■ TASK INSTRUCTIONS: Output exactly those lines of the data that lie between the line containing "an existing node" and the final line, both ends counted.

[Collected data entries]
┌──

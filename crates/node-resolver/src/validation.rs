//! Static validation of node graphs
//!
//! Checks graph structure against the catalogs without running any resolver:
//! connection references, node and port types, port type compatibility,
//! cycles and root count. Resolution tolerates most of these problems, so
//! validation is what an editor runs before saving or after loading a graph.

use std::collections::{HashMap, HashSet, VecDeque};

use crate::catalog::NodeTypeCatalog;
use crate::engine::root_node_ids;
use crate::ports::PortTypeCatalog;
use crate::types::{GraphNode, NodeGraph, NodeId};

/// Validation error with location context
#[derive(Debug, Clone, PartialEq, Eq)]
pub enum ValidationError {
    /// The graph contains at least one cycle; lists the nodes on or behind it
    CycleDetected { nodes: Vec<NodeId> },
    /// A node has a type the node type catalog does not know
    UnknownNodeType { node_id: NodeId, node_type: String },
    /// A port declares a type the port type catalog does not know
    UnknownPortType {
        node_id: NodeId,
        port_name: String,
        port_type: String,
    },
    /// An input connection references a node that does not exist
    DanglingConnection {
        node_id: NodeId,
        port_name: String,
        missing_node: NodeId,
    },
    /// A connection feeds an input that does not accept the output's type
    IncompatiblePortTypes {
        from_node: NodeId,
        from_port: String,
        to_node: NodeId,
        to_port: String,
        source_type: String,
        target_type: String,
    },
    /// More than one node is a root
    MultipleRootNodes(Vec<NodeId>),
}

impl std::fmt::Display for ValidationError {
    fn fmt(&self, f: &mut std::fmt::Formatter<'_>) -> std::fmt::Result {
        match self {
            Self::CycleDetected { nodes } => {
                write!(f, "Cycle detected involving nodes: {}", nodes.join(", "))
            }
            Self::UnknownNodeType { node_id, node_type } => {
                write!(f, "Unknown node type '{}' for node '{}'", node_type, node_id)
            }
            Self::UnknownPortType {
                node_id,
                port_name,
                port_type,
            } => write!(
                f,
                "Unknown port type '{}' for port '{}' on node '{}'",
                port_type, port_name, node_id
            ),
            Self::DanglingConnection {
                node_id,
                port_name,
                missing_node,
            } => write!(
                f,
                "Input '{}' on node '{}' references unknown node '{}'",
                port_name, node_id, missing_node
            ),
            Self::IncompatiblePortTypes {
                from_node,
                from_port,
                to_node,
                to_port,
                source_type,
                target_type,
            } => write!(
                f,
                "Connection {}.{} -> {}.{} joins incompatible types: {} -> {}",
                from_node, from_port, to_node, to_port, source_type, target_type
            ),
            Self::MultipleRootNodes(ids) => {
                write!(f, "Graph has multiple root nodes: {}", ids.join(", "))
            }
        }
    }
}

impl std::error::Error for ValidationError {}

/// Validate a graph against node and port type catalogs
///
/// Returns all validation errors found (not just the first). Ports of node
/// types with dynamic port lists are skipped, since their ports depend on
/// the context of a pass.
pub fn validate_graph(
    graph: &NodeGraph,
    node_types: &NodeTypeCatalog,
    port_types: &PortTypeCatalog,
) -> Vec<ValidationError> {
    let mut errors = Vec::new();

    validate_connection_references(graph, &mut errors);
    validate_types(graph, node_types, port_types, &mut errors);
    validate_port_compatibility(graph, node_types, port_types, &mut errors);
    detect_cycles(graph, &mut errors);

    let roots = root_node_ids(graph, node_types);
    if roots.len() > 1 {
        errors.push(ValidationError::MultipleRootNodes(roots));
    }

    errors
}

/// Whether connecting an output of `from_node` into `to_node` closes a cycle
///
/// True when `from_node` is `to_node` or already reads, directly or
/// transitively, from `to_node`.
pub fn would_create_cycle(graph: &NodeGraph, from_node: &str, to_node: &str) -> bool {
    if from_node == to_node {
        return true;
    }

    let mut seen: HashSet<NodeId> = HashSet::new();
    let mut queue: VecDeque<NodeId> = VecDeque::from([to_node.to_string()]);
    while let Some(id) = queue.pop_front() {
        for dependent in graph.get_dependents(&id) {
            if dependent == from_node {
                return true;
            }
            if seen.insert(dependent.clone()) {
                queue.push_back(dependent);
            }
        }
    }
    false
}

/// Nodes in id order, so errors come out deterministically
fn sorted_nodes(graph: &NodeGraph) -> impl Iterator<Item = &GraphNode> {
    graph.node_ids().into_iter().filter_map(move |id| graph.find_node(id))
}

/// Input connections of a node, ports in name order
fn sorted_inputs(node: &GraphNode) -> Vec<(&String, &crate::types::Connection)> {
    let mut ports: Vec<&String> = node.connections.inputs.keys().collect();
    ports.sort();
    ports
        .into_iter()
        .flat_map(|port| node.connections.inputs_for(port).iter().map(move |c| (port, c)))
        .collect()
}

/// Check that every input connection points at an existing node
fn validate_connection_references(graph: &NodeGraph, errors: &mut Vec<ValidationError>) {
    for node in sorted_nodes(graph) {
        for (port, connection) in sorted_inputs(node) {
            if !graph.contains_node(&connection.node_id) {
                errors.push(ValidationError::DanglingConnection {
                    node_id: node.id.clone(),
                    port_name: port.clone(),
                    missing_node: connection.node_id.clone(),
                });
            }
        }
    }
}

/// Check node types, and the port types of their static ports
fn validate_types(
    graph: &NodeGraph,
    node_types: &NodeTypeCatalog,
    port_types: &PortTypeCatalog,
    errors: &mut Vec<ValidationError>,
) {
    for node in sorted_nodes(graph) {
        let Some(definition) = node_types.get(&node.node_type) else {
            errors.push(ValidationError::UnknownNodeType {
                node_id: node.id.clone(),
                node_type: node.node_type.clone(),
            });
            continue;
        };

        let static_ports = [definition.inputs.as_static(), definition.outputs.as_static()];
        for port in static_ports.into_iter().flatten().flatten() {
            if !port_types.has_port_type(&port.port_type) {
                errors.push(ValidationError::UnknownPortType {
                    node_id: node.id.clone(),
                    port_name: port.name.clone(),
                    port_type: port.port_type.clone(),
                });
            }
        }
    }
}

└──

■ ANSWER SPACE:
/// Check that every input connection points at an existing node
fn validate_connection_references(graph: &NodeGraph, errors: &mut Vec<ValidationError>) {
    for node in sorted_nodes(graph) {
        for (port, connection) in sorted_inputs(node) {
            if !graph.contains_node(&connection.node_id) {
                errors.push(ValidationError::DanglingConnection {
                    node_id: node.id.clone(),
                    port_name: port.clone(),
                    missing_node: connection.node_id.clone(),
                });
            }
        }
    }
}

/// Check node types, and the port types of their static ports
fn validate_types(
    graph: &NodeGraph,
    node_types: &NodeTypeCatalog,
    port_types: &PortTypeCatalog,
    errors: &mut Vec<ValidationError>,
) {
    for node in sorted_nodes(graph) {
        let Some(definition) = node_types.get(&node.node_type) else {
            errors.push(ValidationError::UnknownNodeType {
                node_id: node.id.clone(),
                node_type: node.node_type.clone(),
            });
            continue;
        };

        let static_ports = [definition.inputs.as_static(), definition.outputs.as_static()];
        for port in static_ports.into_iter().flatten().flatten() {
            if !port_types.has_port_type(&port.port_type) {
                errors.push(ValidationError::UnknownPortType {
                    node_id: node.id.clone(),
                    port_name: port.name.clone(),
                    port_type: port.port_type.clone(),
                });
            }
        }
    }
}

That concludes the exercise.